Turing's original 1936 description of his a-machine differs in several respects from the Turing machine I studied at university, leading me to questions:

  1. The Turing machine I learned about was essentially a recognizer: it would either accept or reject input having specified characteristics. It has an accept or halt final state. By contrast, Turing describes a computing machine proper--his model computations involve producing and outputting numbers--without any particular halt state--although, for the proof that the Entscheidungsproblem has no solution, he does propose a machine D that would mark as "s" or "u" some other machine based on whether it is circular ("u"). Where does the recognizer view of the Turing machine come from? Is it the result of later theorists focusing in on the imaginary machine D in Section 8 of Turing's paper?

  2. The version of the Turing machine I got--e.g., from Sipser--required a definition of language as a "set of strings," where a Turing machine would recognize a given input string as belonging or not to some language L. Where does this idea come from? Turing's model of computation makes no reference to this concept of "language." Is it due to Sipser? Or Penrose?
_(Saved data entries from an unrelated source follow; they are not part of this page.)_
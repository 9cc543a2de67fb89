use chrono::{DateTime, Duration, Utc};
use rand::rngs::StdRng;
use rand::{Rng, SeedableRng};

use crate::models::{Candle, KlineInterval};

struct SyntheticSeries {
    symbol: String,
    price: f64,
    volatility: f64,
    base_volume: f64,
    next_open: DateTime<Utc>,
}

/// Seeded random-walk candle generator feeding the paper exchange
///
/// Each symbol walks independently with its own volatility; bars are only
/// produced once their close time has passed, so the feed never runs ahead
/// of the clock it is driven by.
pub struct SyntheticMarket {
    rng: StdRng,
    interval: Duration,
    series: Vec<SyntheticSeries>,
}

impl SyntheticMarket {
    /// Create a new market with a seed for reproducibility
    pub fn new(seed: u64, interval: KlineInterval) -> Self {
        Self {
            rng: StdRng::seed_from_u64(seed),
            interval: interval.duration(),
            series: Vec::new(),
        }
    }

    /// Register a symbol whose first bar opens at `start`
    ///
    /// `volatility` is the per-bar standard move as a fraction of price.
    pub fn add_symbol(
        &mut self,
        symbol: impl Into<String>,
        start_price: f64,
        volatility: f64,
        start: DateTime<Utc>,
    ) {
        self.series.push(SyntheticSeries {
            symbol: symbol.into(),
            price: start_price,
            volatility,
            base_volume: 1_000.0,
            next_open: start,
        });
    }

    pub fn symbols(&self) -> impl Iterator<Item = &str> {
        self.series.iter().map(|s| s.symbol.as_str())
    }

    /// Generate every bar per symbol that has closed by `now`
    pub fn advance_to(&mut self, now: DateTime<Utc>) -> Vec<(String, Vec<Candle>)> {
        let interval = self.interval;
        let mut out = Vec::with_capacity(self.series.len());

        for series in &mut self.series {
            let mut candles = Vec::new();
            while series.next_open + interval <= now {
                let open_time = series.next_open;
                let candle = Self::next_bar(&mut self.rng, series, open_time, interval);
                candles.push(candle);
                series.next_open = open_time + interval;
            }
            out.push((series.symbol.clone(), candles));
        }

        out
    }

    fn next_bar(
        rng: &mut StdRng,
        series: &mut SyntheticSeries,
        open_time: DateTime<Utc>,
        interval: Duration,
    ) -> Candle {
        let open = series.price;
        let change = rng.gen_range(-series.volatility..=series.volatility);
        let close = (open * (1.0 + change)).max(0.01);

        // Intrabar range around open/close
        let wick = series.volatility * 0.5;
        let high = open.max(close) * (1.0 + rng.gen_range(0.0..=wick));
        let low = open.min(close) * (1.0 - rng.gen_range(0.0..=wick));

        // Vary volume ±30%
        let volume = series.base_volume * rng.gen_range(0.7..1.3);

        series.price = close;

        Candle {
            open_time,
            close_time: open_time + interval - Duration::milliseconds(1),
            open,
            high,
            low,
            close,
            volume,
        }
    }
}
  3. Turing defines "circular" in a way that seems surprising and counterintuitive today: "If a computing machine never writes down more than a finite number of symbols of the first kind [i.e., symbols from {0, 1}], it will be called circular." Suppose you want the machine to compute a + b, where a and b are integers. This sounds as if a machine that halts when finished computing a number with a finite representation is circular. Moreover, Turing never explains what is circular in the common sense of the word about such a machine. Is he just leaving out an argument that the reader is supposed to infer? Presumably, the argument would go thus: if we assume (but why?) that the machine should compute a number whose representation is infinite, then, if the machine halts, this can only result from a circularity in the state diagram--either one state leads to itself, without any motion or change of written symbol, or the states follow in a circular sequence with an equivalent result. That seems to me to presuppose a lot--for instance, that the circularity does not result in any motion beyond the squares already written and that the written symbols remain the same as before.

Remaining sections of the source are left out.